Safety impact analysis requires information on how a project will affect crash frequency and severity. Most crashes are property damage only (PDO). Casualty crashes, in which somebody is injured, disabled or killed, are less frequent but much more costly to society. Crashes can impose a variety of market and non-market costs, include property damages, traffic delay, emergency response services, medical care and rehabilitation expenses, lost productivity, plus pain, suffering and grief.
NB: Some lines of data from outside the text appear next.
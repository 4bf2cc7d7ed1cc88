use axum::extract::{Query, State};
use axum::Json;
use chrono::Utc;
use serde_json::{json, Value};
use sqlx::{QueryBuilder, Sqlite};
use std::sync::Arc;

use crate::db::{AppState, DbPool};
use crate::error::ApiError;
use crate::models::workout::{
  AggregateParams, AggregateStats, ListParams, NewWorkout, Workout, WorkoutFilter,
  WorkoutResponse,
};
use crate::weather;

/// ---------------------------------------------------------------------------
/// Create
/// ---------------------------------------------------------------------------

/// POST /workouts
///
/// Validates presence of `routeName` and `description`, snapshots current
/// weather for the configured city (best effort), and inserts one row.
pub async fn create_workout(
  State(state): State<Arc<AppState>>,
  Json(body): Json<NewWorkout>,
) -> Result<Json<Value>, ApiError> {
  body.validate()?;

  // Provider failures degrade to a missing snapshot, never a failed create.
  let snapshot = weather::lookup_current(&state.http, &state.weather).await;

  sqlx::query(
    r#"
    INSERT INTO workouts (route_name, description, date, distance, duration, heart_rate, weather, image)
    VALUES (?1, ?2, ?3, ?4, ?5, ?6, ?7, ?8)
    "#,
  )
  .bind(body.route_name.unwrap_or_default())
  .bind(body.description.unwrap_or_default())
  .bind(Utc::now())
  .bind(body.distance)
  .bind(body.duration)
  .bind(body.heart_rate)
  .bind(snapshot)
  .bind(body.image.map(String::into_bytes))
  .execute(&state.db)
  .await?;

  Ok(Json(json!({ "message": "Workout created" })))
}

/// ---------------------------------------------------------------------------
/// Filtered List
/// ---------------------------------------------------------------------------

/// GET /workouts
pub async fn list_workouts(
  State(state): State<Arc<AppState>>,
  Query(params): Query<ListParams>,
) -> Result<Json<Vec<WorkoutResponse>>, ApiError> {
  let filter = WorkoutFilter::from_params(params)?;
  let workouts = fetch_filtered(&state.db, &filter).await?;

  Ok(Json(workouts.into_iter().map(WorkoutResponse::from).collect()))
}

async fn fetch_filtered(pool: &DbPool, filter: &WorkoutFilter) -> Result<Vec<Workout>, sqlx::Error> {
  let mut query = QueryBuilder::<Sqlite>::new(
    "SELECT id, route_name, description, date, distance, duration, heart_rate, weather, image \
     FROM workouts",
  );
  push_filters(&mut query, filter);

  query.build_query_as::<Workout>().fetch_all(pool).await
}

/// Append the AND-combined WHERE clauses for the set bounds.
fn push_filters(query: &mut QueryBuilder<'_, Sqlite>, filter: &WorkoutFilter) {
  let mut first = true;
  let mut clause = |query: &mut QueryBuilder<'_, Sqlite>| {
    query.push(if first { " WHERE " } else { " AND " });
    first = false;
  };

  if let Some(route_name) = &filter.route_name {
    clause(query);
    query
      .push("LOWER(route_name) = LOWER(")
      .push_bind(route_name.clone())
      .push(")");
  }
  // Inclusive on both ends, compared against the calendar day of the stored
  // timestamp.
  if let Some(start_date) = filter.start_date {
    clause(query);
    query.push("date(date) >= date(").push_bind(start_date).push(")");
  }
  if let Some(end_date) = filter.end_date {
    clause(query);
    query.push("date(date) <= date(").push_bind(end_date).push(")");
  }
  if let Some(min_distance) = filter.min_distance {
    clause(query);
    query.push("distance >= ").push_bind(min_distance);
  }
  if let Some(max_distance) = filter.max_distance {
    clause(query);
    query.push("distance <= ").push_bind(max_distance);
  }
}

/// ---------------------------------------------------------------------------
/// Aggregate Statistics
/// ---------------------------------------------------------------------------

/// GET /workouts/aggregate
///
/// Null aggregates (empty set, all-null column) come back as 0.
pub async fn aggregate_workouts(
  State(state): State<Arc<AppState>>,
  Query(params): Query<AggregateParams>,
) -> Result<Json<AggregateStats>, ApiError> {
  let filter = WorkoutFilter::from_params(params.into())?;

  let mut query = QueryBuilder::<Sqlite>::new(
    "SELECT \
       COALESCE(SUM(distance), 0.0) AS total_dist, \
       COALESCE(AVG(heart_rate), 0.0) AS avg_heart_rate, \
       COALESCE(AVG(duration), 0.0) AS avg_duration, \
       COUNT(id) AS total_workouts \
     FROM workouts",
  );
  push_filters(&mut query, &filter);

  let stats = query
    .build_query_as::<AggregateStats>()
    .fetch_one(&state.db)
    .await?;

  Ok(Json(stats))
}

/// ---------------------------------------------------------------------------
/// Tests
/// ---------------------------------------------------------------------------
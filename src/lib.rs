//! Workout tracking HTTP API.
//!
//! A small JSON service backed by SQLite: create workout records, list them
//! with optional filters, compute aggregate statistics, and reset the store.
//! An external weather provider is consulted at creation time; provider
//! failures degrade to a missing weather snapshot.

pub mod config;
pub mod db;
pub mod error;
pub mod models;
pub mod routes;
pub mod test_utils;
pub mod weather;
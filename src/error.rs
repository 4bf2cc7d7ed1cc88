//! Request-level error type and its HTTP mapping.
//!
//! Only missing create-fields are defended with a 400; filter parse errors
//! and storage failures surface as 500s with a structured `{"error": ...}`
//! body.

use axum::http::StatusCode;
use axum::response::{IntoResponse, Response};
use axum::Json;
use serde_json::json;

#[derive(Debug, thiserror::Error)]
pub enum ApiError {
  #[error("Name or Description must be provided")]
  MissingFields,

  #[error("Invalid filter parameter {name}: {reason}")]
  InvalidFilter { name: &'static str, reason: String },

  #[error("Database error: {0}")]
  Database(#[from] sqlx::Error),
}

impl ApiError {
  fn status(&self) -> StatusCode {
    match self {
      ApiError::MissingFields => StatusCode::BAD_REQUEST,
      ApiError::InvalidFilter { .. } | ApiError::Database(_) => {
        StatusCode::INTERNAL_SERVER_ERROR
      }
    }
  }
}

impl IntoResponse for ApiError {
  fn into_response(self) -> Response {
    let status = self.status();
    if status.is_server_error() {
      tracing::error!(error = %self, "request failed");
    }
    (status, Json(json!({ "error": self.to_string() }))).into_response()
  }
}
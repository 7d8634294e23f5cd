use serde::Deserialize;
use std::fs;
use std::env;
use anyhow::{Context, Result};

use crate::ratelimit::TimeUnit;

#[derive(Debug, Clone, Deserialize)]
pub struct Config {
    pub api: ApiConfig,
    pub limits: LimitsConfig,
    #[serde(default)]
    pub metrics: MetricsConfig,
}

#[derive(Debug, Clone, Deserialize)]
pub struct ApiConfig {
    #[serde(default = "default_base_url")]
    pub base_url: String,
    #[serde(default = "default_create_path")]
    pub create_path: String,
    #[serde(default)]
    pub token: String,
    #[serde(default = "default_timeout_ms")]
    pub timeout_ms: u64,
}

impl ApiConfig {
    pub fn endpoint(&self) -> String {
        format!("{}{}", self.base_url.trim_end_matches('/'), self.create_path)
    }
}

#[derive(Debug, Clone, Deserialize)]
pub struct LimitsConfig {
    pub time_unit: TimeUnit,
    pub request_limit: u32,
}

#[derive(Debug, Clone, Deserialize)]
pub struct MetricsConfig {
    #[serde(default)]
    pub enable: bool,
    #[serde(default = "default_textfile_path")]
    pub textfile_path: String,
}

impl Default for MetricsConfig {
    fn default() -> Self {
        Self {
            enable: false,
            textfile_path: default_textfile_path(),
        }
    }
}

fn default_base_url() -> String {
    "https://ismp.crpt.ru".to_string()
}

fn default_create_path() -> String {
    "/api/v3/lk/documents/commissioning/contract/create".to_string()
}

fn default_timeout_ms() -> u64 {
    30_000
}

fn default_textfile_path() -> String {
    "ismp_client.prom".to_string()
}

pub fn load_config() -> Result<Config> {
    let config_path = env::var("CONFIG_PATH").unwrap_or_else(|_| "config.toml".to_string());

    let config_content = fs::read_to_string(&config_path)
        .with_context(|| format!("Failed to read config file: {}", config_path))?;

    parse_config(&config_content, env::var("ISMP_TOKEN").ok())
}

/// Parses a TOML document. A non-empty `token_override` replaces `api.token`.
pub fn parse_config(content: &str, token_override: Option<String>) -> Result<Config> {
    let mut config: Config = toml::from_str(content)
        .with_context(|| "Failed to parse configuration")?;

    if let Some(token) = token_override.filter(|t| !t.is_empty()) {
        config.api.token = token;
    }

    Ok(config)
}
use anyhow::{Context, Result};
use futures::future::join_all;
use std::env;
use std::sync::Arc;
use tracing::{error, info, warn};

use ismp_document_client::config;
use ismp_document_client::metrics::Metrics;
use ismp_document_client::{BatchEntry, SubmissionClient, SubmissionOutcome};

#[tokio::main]
async fn main() -> Result<()> {
    // Initialize tracing
    tracing_subscriber::fmt()
        .with_env_filter(
            tracing_subscriber::EnvFilter::from_default_env()
                .add_directive("ismp_document_client=info".parse()?)
        )
        .init();

    info!("Starting ISMP document client");

    let batch_path = env::args()
        .nth(1)
        .context("usage: ismp-client <batch.json>")?;

    let config = config::load_config()?;
    info!(
        "Configuration loaded: {} requests per {:?}",
        config.limits.request_limit, config.limits.time_unit
    );

    let batch_content = tokio::fs::read_to_string(&batch_path)
        .await
        .with_context(|| format!("Failed to read batch file: {}", batch_path))?;
    let batch: Vec<BatchEntry> = serde_json::from_str(&batch_content)
        .with_context(|| format!("Failed to parse batch file: {}", batch_path))?;
    info!("Submitting {} documents", batch.len());

    let metrics = Arc::new(Metrics::new());
    let client = Arc::new(SubmissionClient::from_config(&config, metrics.clone())?);

    let tasks = batch.into_iter().map(|entry| {
        let client = client.clone();
        tokio::spawn(async move {
            let outcome = client.submit(&entry.document, entry.product_group).await;
            (entry.document.doc_id, outcome)
        })
    });

    for joined in join_all(tasks).await {
        let (doc_id, outcome) = match joined {
            Ok(result) => result,
            Err(e) => {
                error!("Submission task failed: {}", e);
                continue;
            }
        };
        match outcome {
            Ok(SubmissionOutcome::Accepted { status, message, .. }) => {
                info!("{}: {} ({})", doc_id, message, status);
            }
            Ok(SubmissionOutcome::Rejected { reason, status, body }) => {
                warn!("{}: {} ({}): {}", doc_id, reason, status, body);
            }
            Ok(SubmissionOutcome::Throttled { message }) => {
                warn!("{}: {}", doc_id, message);
            }
            Err(e) => {
                error!("{}: {}", doc_id, e);
            }
        }
    }

    if config.metrics.enable {
        metrics
            .write_textfile(&config.metrics.textfile_path)
            .await
            .with_context(|| format!("Failed to write metrics: {}", config.metrics.textfile_path))?;
    }

    Ok(())
}
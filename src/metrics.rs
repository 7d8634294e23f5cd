use std::path::Path;
use std::sync::atomic::{AtomicU64, Ordering};
use tracing::info;

#[derive(Default)]
pub struct Metrics {
    pub submissions_total: AtomicU64,
    pub submissions_accepted: AtomicU64,
    pub submissions_rejected: AtomicU64,
    pub submissions_throttled: AtomicU64,
    pub transport_failures: AtomicU64,
    pub serialization_failures: AtomicU64,
}

impl Metrics {
    pub fn new() -> Self {
        Self::default()
    }

    pub fn inc_submissions(&self) {
        self.submissions_total.fetch_add(1, Ordering::Relaxed);
    }

    pub fn inc_accepted(&self) {
        self.submissions_accepted.fetch_add(1, Ordering::Relaxed);
    }

    pub fn inc_rejected(&self) {
        self.submissions_rejected.fetch_add(1, Ordering::Relaxed);
    }

    pub fn inc_throttled(&self) {
        self.submissions_throttled.fetch_add(1, Ordering::Relaxed);
    }

    pub fn inc_transport_failures(&self) {
        self.transport_failures.fetch_add(1, Ordering::Relaxed);
    }

    pub fn inc_serialization_failures(&self) {
        self.serialization_failures.fetch_add(1, Ordering::Relaxed);
    }

    pub fn format_prometheus(&self) -> String {
        format!(
            "# HELP ismp_submissions_total Total document submissions\n\
             # TYPE ismp_submissions_total counter\n\
             ismp_submissions_total {}\n\
             # HELP ismp_submissions_accepted Documents accepted by the API\n\
             # TYPE ismp_submissions_accepted counter\n\
             ismp_submissions_accepted {}\n\
             # HELP ismp_submissions_rejected Documents rejected by the API\n\
             # TYPE ismp_submissions_rejected counter\n\
             ismp_submissions_rejected {}\n\
             # HELP ismp_submissions_throttled Submissions refused by the rate gate\n\
             # TYPE ismp_submissions_throttled counter\n\
             ismp_submissions_throttled {}\n\
             # HELP ismp_transport_failures Submissions that failed before a response\n\
             # TYPE ismp_transport_failures counter\n\
             ismp_transport_failures {}\n\
             # HELP ismp_serialization_failures Submissions whose payload could not be encoded\n\
             # TYPE ismp_serialization_failures counter\n\
             ismp_serialization_failures {}\n",
            self.submissions_total.load(Ordering::Relaxed),
            self.submissions_accepted.load(Ordering::Relaxed),
            self.submissions_rejected.load(Ordering::Relaxed),
            self.submissions_throttled.load(Ordering::Relaxed),
            self.transport_failures.load(Ordering::Relaxed),
            self.serialization_failures.load(Ordering::Relaxed),
        )
    }

    /// Writes the exposition text for a node-exporter textfile collector.
    pub async fn write_textfile(&self, path: impl AsRef<Path>) -> std::io::Result<()> {
        let path = path.as_ref();
        tokio::fs::write(path, self.format_prometheus()).await?;
        info!("Metrics written to {}", path.display());
        Ok(())
    }
}
use std::time::Instant;

/// Time source for the rate gate.
pub trait Clock: Send + Sync {
    fn now(&self) -> Instant;
}

#[derive(Debug, Clone, Copy, Default)]
pub struct SystemClock;

impl Clock for SystemClock {
    fn now(&self) -> Instant {
        Instant::now()
    }
}


#[cfg(test)]
mod tests {
    use super::mock::MockClock;
    use super::*;
    use std::time::Duration;

    #[test]
    fn test_system_clock_moves_forward() {
        let clock = SystemClock;
        let t1 = clock.now();
        std::thread::sleep(Duration::from_millis(5));
        assert!(clock.now() > t1);
    }

    #[test]
    fn test_mock_clock_advance_and_set() {
        let start = Instant::now();
        let clock = MockClock::new(start);
        let shared = clock.clone();

        shared.advance(Duration::from_secs(3));
        assert_eq!(clock.now(), start + Duration::from_secs(3));

        clock.set(start);
        assert_eq!(shared.now(), start);
    }
}
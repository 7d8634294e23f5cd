use std::sync::Arc;
use tracing::{debug, info, info_span, warn, Instrument};
use uuid::Uuid;

use crate::clock::{Clock, SystemClock};
use crate::config::Config;
use crate::document::{CreateDocumentRequest, Document, ProductGroup};
use crate::error::ClientError;
use crate::metrics::Metrics;
use crate::ratelimit::RateGate;
use crate::transport::{HttpTransport, Transport};

pub const CONFIRMATION_MESSAGE: &str = "document created";
pub const REJECTION_REASON: &str = "document creation failed";
pub const THROTTLED_MESSAGE: &str = "rate limit reached, try later";

#[derive(Debug, Clone, PartialEq, Eq)]
pub enum SubmissionOutcome {
    Accepted {
        status: u16,
        message: String,
        body: String,
    },
    Rejected {
        reason: String,
        status: u16,
        body: String,
    },
    Throttled {
        message: String,
    },
}

impl SubmissionOutcome {
    pub fn is_accepted(&self) -> bool {
        matches!(self, SubmissionOutcome::Accepted { .. })
    }

    pub fn status(&self) -> Option<u16> {
        match self {
            SubmissionOutcome::Accepted { status, .. }
            | SubmissionOutcome::Rejected { status, .. } => Some(*status),
            SubmissionOutcome::Throttled { .. } => None,
        }
    }
}

/// Submits documents through a shared [`RateGate`].
///
/// Only 2xx responses are recorded against the gate. Rejections, transport
/// failures and serialization failures leave the quota untouched.
pub struct SubmissionClient<T: Transport = HttpTransport, C: Clock = SystemClock> {
    endpoint: String,
    token: String,
    gate: RateGate<C>,
    transport: T,
    metrics: Arc<Metrics>,
}

impl SubmissionClient {
    pub fn from_config(config: &Config, metrics: Arc<Metrics>) -> Result<Self, ClientError> {
        if config.api.token.is_empty() {
            return Err(ClientError::Config("api.token is empty".into()));
        }
        if config.api.timeout_ms == 0 {
            return Err(ClientError::Config("api.timeout_ms must be greater than 0".into()));
        }

        let transport = HttpTransport::new(config.api.timeout_ms)?;
        let gate = RateGate::new(config.limits.time_unit, config.limits.request_limit);

        Ok(Self::new(
            config.api.endpoint(),
            config.api.token.clone(),
            gate,
            transport,
            metrics,
        ))
    }
}

impl<T: Transport, C: Clock> SubmissionClient<T, C> {
    pub fn new(
        endpoint: String,
        token: String,
        gate: RateGate<C>,
        transport: T,
        metrics: Arc<Metrics>,
    ) -> Self {
        Self {
            endpoint,
            token,
            gate,
            transport,
            metrics,
        }
    }

    pub fn gate(&self) -> &RateGate<C> {
        &self.gate
    }

    pub fn metrics(&self) -> &Arc<Metrics> {
        &self.metrics
    }

    pub async fn submit(
        &self,
        document: &Document,
        product_group: ProductGroup,
    ) -> Result<SubmissionOutcome, ClientError> {
        let span = info_span!(
            "submit",
            submission_id = %Uuid::new_v4(),
            doc_id = %document.doc_id,
            product_group = %product_group,
        );
        self.submit_admitted(document, product_group)
            .instrument(span)
            .await
    }

    async fn submit_admitted(
        &self,
        document: &Document,
        product_group: ProductGroup,
    ) -> Result<SubmissionOutcome, ClientError> {
        self.metrics.inc_submissions();

        if !self.gate.try_admit() {
            self.metrics.inc_throttled();
            debug!("Submission throttled");
            return Ok(SubmissionOutcome::Throttled {
                message: THROTTLED_MESSAGE.to_string(),
            });
        }

        let body = serde_json::to_vec(&CreateDocumentRequest::new(document, product_group))
            .map_err(|e| {
                self.metrics.inc_serialization_failures();
                warn!("Failed to serialize document: {}", e);
                ClientError::from(e)
            })?;

        let response = match self.transport.post_json(&self.endpoint, &self.token, body).await {
            Ok(response) => response,
            Err(e) => {
                self.metrics.inc_transport_failures();
                warn!("Submission failed: {}", e);
                return Err(e.into());
            }
        };

        if response.is_success() {
            self.gate.record_success();
            self.metrics.inc_accepted();
            info!(status = response.status, "Document accepted");
            Ok(SubmissionOutcome::Accepted {
                status: response.status,
                message: CONFIRMATION_MESSAGE.to_string(),
                body: response.body,
            })
        } else {
            self.metrics.inc_rejected();
            warn!(status = response.status, body = %response.body, "Document rejected");
            Ok(SubmissionOutcome::Rejected {
                reason: REJECTION_REASON.to_string(),
                status: response.status,
                body: response.body,
            })
        }
    }
}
Safety evaluation requires monetizing (measuring in dollar values) human life and safety. This can be controversial since some people fear that monetization implies that human life is a commodity, and from some perspectives human life has infinite value (most people would be unwilling to die for any amount of compensation). However, individuals and public agencies often make decisions that require trade-offs between incremental changes in safety and other benefits and costs. For example, motorists may need to decide whether to pay extra for an optional safety feature when purchasing a vehicle, and a transportation agency must decide whether to allow higher traffic speeds, or implement roadway design changes that affect crash rates. Applying monetized values helps make planning decisions that affect safety more consistent, and therefor more efficient and equitable.
Federal and state agencies have developed their own estimates for the economic value of preventing accidents, so the first step in an analysis is to choose which estimates are appropriate. Next, estimate the change in accident rates that the project is expected to create. Finally, use these data to estimate the economic value of the project's safety benefits.